Task statement:
Find the lines in the listing below that have the word "collect" and give their count, nothing else.

[[ Data to use open ]]

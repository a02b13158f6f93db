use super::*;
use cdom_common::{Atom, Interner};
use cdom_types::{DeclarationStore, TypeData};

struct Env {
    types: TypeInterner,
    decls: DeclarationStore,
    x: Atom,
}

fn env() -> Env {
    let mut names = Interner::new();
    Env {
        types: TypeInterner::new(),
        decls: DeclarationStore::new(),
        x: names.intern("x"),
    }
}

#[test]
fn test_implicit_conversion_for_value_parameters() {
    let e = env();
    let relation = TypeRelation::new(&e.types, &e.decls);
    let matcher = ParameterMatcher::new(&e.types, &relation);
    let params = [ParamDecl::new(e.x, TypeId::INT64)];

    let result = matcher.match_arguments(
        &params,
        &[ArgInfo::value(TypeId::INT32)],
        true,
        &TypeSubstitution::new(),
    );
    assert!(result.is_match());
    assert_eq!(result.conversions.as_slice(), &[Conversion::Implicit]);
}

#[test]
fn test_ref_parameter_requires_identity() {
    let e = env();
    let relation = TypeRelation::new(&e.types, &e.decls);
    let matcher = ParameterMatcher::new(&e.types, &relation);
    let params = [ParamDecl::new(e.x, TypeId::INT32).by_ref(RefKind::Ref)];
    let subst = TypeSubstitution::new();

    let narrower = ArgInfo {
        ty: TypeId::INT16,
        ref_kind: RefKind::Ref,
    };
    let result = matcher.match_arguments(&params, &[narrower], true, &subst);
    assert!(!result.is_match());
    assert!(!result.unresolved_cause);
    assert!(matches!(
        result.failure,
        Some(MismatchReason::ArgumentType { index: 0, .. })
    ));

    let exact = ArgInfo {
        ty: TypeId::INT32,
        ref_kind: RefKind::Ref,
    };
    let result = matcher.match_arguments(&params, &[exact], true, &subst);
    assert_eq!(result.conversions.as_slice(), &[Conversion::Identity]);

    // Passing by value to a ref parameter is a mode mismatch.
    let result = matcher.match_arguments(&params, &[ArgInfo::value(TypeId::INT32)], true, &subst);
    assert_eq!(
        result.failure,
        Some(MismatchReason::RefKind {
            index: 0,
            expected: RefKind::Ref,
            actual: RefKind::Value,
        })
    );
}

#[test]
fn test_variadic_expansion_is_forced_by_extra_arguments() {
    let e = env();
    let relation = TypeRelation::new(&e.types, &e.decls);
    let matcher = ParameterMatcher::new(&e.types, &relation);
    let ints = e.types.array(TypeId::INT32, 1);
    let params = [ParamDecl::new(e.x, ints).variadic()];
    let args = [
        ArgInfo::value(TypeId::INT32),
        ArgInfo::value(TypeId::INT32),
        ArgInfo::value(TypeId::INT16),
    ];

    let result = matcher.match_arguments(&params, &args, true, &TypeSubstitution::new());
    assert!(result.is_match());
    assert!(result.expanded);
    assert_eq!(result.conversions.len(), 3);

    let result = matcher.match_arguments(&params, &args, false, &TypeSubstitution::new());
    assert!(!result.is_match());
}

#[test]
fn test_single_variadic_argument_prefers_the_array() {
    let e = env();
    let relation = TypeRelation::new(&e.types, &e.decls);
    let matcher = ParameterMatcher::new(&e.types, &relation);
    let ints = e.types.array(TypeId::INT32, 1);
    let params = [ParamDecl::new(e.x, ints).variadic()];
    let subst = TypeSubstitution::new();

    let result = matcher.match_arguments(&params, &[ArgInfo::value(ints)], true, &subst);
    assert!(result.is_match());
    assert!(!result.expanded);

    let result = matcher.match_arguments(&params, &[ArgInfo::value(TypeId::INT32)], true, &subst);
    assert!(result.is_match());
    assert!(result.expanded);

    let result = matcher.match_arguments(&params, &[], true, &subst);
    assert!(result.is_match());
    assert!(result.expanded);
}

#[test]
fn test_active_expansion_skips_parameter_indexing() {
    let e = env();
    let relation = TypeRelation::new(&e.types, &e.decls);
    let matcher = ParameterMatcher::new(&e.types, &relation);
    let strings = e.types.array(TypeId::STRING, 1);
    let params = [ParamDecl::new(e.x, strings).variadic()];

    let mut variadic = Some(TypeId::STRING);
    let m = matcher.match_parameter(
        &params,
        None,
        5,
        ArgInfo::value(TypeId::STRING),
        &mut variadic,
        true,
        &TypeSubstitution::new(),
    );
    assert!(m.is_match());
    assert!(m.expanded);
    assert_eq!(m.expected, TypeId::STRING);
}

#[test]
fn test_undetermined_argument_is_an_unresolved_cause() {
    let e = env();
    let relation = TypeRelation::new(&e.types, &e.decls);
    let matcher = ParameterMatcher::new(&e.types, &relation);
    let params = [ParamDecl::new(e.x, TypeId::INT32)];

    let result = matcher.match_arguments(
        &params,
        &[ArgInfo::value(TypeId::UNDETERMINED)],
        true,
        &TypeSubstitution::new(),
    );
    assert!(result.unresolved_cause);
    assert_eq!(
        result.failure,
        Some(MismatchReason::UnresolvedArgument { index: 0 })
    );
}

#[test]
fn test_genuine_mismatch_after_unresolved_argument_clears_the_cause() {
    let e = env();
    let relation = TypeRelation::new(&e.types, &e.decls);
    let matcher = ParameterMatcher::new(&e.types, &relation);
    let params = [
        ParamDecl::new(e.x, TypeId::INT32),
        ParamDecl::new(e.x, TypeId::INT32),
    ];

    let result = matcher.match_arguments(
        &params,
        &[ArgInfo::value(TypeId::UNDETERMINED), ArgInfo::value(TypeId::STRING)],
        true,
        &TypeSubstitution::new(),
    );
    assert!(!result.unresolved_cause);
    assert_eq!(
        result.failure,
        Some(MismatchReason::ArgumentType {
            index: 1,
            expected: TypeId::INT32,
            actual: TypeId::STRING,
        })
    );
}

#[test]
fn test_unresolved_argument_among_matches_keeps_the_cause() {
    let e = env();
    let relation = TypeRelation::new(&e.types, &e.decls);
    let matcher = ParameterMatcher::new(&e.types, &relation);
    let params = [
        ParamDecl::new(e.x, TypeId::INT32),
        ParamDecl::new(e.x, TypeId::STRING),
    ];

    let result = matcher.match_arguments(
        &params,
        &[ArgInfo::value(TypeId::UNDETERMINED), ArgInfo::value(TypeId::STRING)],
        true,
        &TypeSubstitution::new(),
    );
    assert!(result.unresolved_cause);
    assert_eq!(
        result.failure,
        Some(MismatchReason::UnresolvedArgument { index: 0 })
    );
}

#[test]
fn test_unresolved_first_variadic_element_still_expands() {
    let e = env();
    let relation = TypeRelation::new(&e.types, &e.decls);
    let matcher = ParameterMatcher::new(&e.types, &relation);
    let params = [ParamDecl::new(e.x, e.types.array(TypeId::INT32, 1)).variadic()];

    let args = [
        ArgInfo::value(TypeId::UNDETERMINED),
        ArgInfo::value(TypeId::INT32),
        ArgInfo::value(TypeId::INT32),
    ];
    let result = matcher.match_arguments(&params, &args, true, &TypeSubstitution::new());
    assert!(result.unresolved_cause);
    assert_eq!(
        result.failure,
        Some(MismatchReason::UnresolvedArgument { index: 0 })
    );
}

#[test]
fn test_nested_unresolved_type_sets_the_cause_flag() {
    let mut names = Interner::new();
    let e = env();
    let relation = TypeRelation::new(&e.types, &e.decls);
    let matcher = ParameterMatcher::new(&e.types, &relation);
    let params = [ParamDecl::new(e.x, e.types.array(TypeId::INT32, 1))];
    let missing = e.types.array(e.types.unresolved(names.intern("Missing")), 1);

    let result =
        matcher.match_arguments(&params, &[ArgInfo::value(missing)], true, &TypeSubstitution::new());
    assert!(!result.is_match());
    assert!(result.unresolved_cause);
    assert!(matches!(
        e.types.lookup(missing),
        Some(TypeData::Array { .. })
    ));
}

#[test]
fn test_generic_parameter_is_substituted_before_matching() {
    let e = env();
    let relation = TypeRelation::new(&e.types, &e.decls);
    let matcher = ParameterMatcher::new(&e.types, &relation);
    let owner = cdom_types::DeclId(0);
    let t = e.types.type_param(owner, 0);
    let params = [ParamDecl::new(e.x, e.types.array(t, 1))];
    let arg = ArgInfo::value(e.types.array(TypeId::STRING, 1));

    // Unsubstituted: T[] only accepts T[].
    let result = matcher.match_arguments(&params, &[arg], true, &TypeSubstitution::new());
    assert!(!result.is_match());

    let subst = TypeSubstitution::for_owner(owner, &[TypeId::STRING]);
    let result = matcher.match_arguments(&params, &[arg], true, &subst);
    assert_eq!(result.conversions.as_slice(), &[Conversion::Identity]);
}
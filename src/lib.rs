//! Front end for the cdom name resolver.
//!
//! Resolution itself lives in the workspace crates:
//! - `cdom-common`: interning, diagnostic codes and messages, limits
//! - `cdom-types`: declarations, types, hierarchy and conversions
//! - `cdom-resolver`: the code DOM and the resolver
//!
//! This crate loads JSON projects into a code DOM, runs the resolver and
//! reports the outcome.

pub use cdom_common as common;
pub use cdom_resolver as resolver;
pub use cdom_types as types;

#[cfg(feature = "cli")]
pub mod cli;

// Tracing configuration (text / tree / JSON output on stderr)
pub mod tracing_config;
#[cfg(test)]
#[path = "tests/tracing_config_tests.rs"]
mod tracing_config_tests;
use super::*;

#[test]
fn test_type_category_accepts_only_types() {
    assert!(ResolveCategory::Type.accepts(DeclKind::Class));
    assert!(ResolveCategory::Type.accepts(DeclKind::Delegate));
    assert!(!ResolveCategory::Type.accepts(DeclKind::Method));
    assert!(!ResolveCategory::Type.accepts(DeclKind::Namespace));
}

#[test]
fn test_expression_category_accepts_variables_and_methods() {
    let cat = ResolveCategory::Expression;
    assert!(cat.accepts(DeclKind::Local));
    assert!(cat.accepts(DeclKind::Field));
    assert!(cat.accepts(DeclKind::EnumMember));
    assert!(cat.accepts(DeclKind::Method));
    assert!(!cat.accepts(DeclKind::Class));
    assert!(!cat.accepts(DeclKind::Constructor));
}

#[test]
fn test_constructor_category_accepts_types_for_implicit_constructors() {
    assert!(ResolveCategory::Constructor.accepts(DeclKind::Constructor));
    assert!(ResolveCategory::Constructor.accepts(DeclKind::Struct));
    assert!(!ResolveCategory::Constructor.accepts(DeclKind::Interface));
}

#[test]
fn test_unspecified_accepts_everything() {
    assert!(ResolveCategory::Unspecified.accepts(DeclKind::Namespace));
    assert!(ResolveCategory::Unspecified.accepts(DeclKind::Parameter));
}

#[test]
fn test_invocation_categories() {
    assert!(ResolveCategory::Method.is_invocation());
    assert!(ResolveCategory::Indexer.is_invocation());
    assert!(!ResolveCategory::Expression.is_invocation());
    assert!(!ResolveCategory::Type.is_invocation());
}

[[ Data to use closed ]]
[[ Data to use open ]]

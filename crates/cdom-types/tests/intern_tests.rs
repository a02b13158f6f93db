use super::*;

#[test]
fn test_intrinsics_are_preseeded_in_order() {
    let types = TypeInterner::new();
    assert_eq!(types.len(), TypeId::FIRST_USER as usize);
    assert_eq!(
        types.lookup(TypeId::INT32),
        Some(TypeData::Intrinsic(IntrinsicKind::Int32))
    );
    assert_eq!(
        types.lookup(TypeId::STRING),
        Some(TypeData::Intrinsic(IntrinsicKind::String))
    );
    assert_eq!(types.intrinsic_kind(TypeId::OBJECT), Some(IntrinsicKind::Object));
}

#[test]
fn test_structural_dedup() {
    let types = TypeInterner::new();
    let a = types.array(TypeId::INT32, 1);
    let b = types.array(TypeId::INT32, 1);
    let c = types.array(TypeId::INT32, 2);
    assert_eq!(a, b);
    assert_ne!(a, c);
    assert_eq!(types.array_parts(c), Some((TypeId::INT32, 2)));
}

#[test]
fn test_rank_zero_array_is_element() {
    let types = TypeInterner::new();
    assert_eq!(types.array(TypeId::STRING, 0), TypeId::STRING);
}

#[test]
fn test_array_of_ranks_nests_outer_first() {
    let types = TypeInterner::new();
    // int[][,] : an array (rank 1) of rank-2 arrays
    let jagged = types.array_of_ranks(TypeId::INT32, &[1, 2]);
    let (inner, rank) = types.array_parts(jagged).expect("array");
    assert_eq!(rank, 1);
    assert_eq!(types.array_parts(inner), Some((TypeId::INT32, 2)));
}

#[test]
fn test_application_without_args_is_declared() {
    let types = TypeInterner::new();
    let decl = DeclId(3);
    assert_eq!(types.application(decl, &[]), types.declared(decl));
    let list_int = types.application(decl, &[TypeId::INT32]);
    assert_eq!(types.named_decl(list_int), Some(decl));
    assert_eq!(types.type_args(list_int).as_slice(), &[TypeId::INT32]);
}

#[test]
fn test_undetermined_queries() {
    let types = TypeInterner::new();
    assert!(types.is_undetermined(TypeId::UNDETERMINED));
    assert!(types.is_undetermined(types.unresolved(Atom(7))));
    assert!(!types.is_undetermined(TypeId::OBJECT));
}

[[ Data to use closed ]]
[[ Data to use open ]]

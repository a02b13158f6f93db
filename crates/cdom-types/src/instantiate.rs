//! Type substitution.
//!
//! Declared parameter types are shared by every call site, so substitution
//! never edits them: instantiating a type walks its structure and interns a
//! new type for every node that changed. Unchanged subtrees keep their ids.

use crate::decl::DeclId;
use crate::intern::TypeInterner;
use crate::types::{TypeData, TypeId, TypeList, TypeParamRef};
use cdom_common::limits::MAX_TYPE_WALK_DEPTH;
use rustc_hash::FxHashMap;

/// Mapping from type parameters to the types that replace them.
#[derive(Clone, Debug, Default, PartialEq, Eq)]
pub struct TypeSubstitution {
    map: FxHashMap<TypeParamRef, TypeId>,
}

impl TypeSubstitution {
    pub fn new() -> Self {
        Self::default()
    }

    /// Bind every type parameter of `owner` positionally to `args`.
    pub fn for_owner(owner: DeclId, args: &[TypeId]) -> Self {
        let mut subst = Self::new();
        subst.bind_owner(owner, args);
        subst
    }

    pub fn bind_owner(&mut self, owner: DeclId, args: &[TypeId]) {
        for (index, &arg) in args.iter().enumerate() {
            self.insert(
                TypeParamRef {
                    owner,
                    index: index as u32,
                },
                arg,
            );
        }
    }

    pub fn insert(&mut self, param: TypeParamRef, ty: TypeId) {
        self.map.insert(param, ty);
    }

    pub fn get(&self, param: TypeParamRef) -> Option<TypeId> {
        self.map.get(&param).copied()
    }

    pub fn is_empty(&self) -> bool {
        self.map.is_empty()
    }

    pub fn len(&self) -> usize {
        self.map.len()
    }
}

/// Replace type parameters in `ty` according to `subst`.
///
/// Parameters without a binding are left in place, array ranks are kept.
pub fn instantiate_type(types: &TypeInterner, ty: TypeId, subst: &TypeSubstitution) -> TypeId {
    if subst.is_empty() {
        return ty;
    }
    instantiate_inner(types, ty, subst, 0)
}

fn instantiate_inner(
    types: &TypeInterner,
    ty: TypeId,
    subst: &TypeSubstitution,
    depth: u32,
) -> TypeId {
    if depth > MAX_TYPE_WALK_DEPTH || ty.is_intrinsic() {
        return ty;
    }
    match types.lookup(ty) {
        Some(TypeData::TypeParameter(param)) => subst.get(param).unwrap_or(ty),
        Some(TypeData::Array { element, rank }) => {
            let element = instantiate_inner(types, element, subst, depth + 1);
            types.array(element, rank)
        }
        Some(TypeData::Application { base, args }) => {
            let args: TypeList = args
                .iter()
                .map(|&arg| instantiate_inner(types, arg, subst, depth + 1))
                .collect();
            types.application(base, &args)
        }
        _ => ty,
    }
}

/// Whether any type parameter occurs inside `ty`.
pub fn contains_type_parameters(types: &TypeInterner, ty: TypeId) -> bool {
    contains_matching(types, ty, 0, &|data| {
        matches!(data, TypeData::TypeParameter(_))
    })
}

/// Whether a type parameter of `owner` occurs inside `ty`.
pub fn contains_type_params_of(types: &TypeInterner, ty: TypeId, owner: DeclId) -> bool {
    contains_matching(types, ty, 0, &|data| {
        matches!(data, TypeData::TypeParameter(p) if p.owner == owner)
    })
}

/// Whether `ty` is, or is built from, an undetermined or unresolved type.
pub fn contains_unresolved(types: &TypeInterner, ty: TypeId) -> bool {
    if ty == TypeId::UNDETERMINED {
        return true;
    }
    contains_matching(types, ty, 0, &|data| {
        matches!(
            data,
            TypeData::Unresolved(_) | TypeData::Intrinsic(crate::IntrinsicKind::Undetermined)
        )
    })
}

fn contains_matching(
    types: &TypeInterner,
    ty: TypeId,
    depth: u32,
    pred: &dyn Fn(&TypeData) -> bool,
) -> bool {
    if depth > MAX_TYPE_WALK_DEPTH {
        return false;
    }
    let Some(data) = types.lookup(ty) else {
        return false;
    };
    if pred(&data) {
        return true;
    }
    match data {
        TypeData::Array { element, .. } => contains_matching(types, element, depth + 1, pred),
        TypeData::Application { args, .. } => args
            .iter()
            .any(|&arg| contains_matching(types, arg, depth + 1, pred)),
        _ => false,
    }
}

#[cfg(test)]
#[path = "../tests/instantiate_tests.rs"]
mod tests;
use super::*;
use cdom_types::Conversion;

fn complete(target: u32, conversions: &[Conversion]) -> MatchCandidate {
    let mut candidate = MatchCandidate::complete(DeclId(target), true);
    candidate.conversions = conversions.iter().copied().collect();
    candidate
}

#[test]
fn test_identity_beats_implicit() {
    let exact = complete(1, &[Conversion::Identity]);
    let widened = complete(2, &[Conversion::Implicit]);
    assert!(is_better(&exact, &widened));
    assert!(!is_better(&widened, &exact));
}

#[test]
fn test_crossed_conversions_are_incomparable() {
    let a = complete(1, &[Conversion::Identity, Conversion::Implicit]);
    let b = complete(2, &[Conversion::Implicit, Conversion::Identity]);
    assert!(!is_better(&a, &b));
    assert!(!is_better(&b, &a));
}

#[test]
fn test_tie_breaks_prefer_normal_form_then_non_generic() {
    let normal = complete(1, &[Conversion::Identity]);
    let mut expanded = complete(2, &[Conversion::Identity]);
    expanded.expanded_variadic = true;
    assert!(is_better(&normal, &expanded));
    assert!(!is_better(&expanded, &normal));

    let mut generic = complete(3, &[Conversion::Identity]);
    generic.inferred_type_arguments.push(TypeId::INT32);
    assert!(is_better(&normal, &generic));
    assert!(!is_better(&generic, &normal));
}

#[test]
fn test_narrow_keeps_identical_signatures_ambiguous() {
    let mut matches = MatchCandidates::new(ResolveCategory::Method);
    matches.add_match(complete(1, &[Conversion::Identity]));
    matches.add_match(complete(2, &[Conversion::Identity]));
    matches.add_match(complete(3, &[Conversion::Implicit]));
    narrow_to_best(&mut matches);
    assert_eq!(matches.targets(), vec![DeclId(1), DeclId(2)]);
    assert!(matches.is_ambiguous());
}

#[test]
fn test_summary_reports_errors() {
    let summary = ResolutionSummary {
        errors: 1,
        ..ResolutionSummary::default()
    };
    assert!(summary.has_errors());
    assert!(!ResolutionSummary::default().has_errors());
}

[[ Data to use closed ]]

Response:
2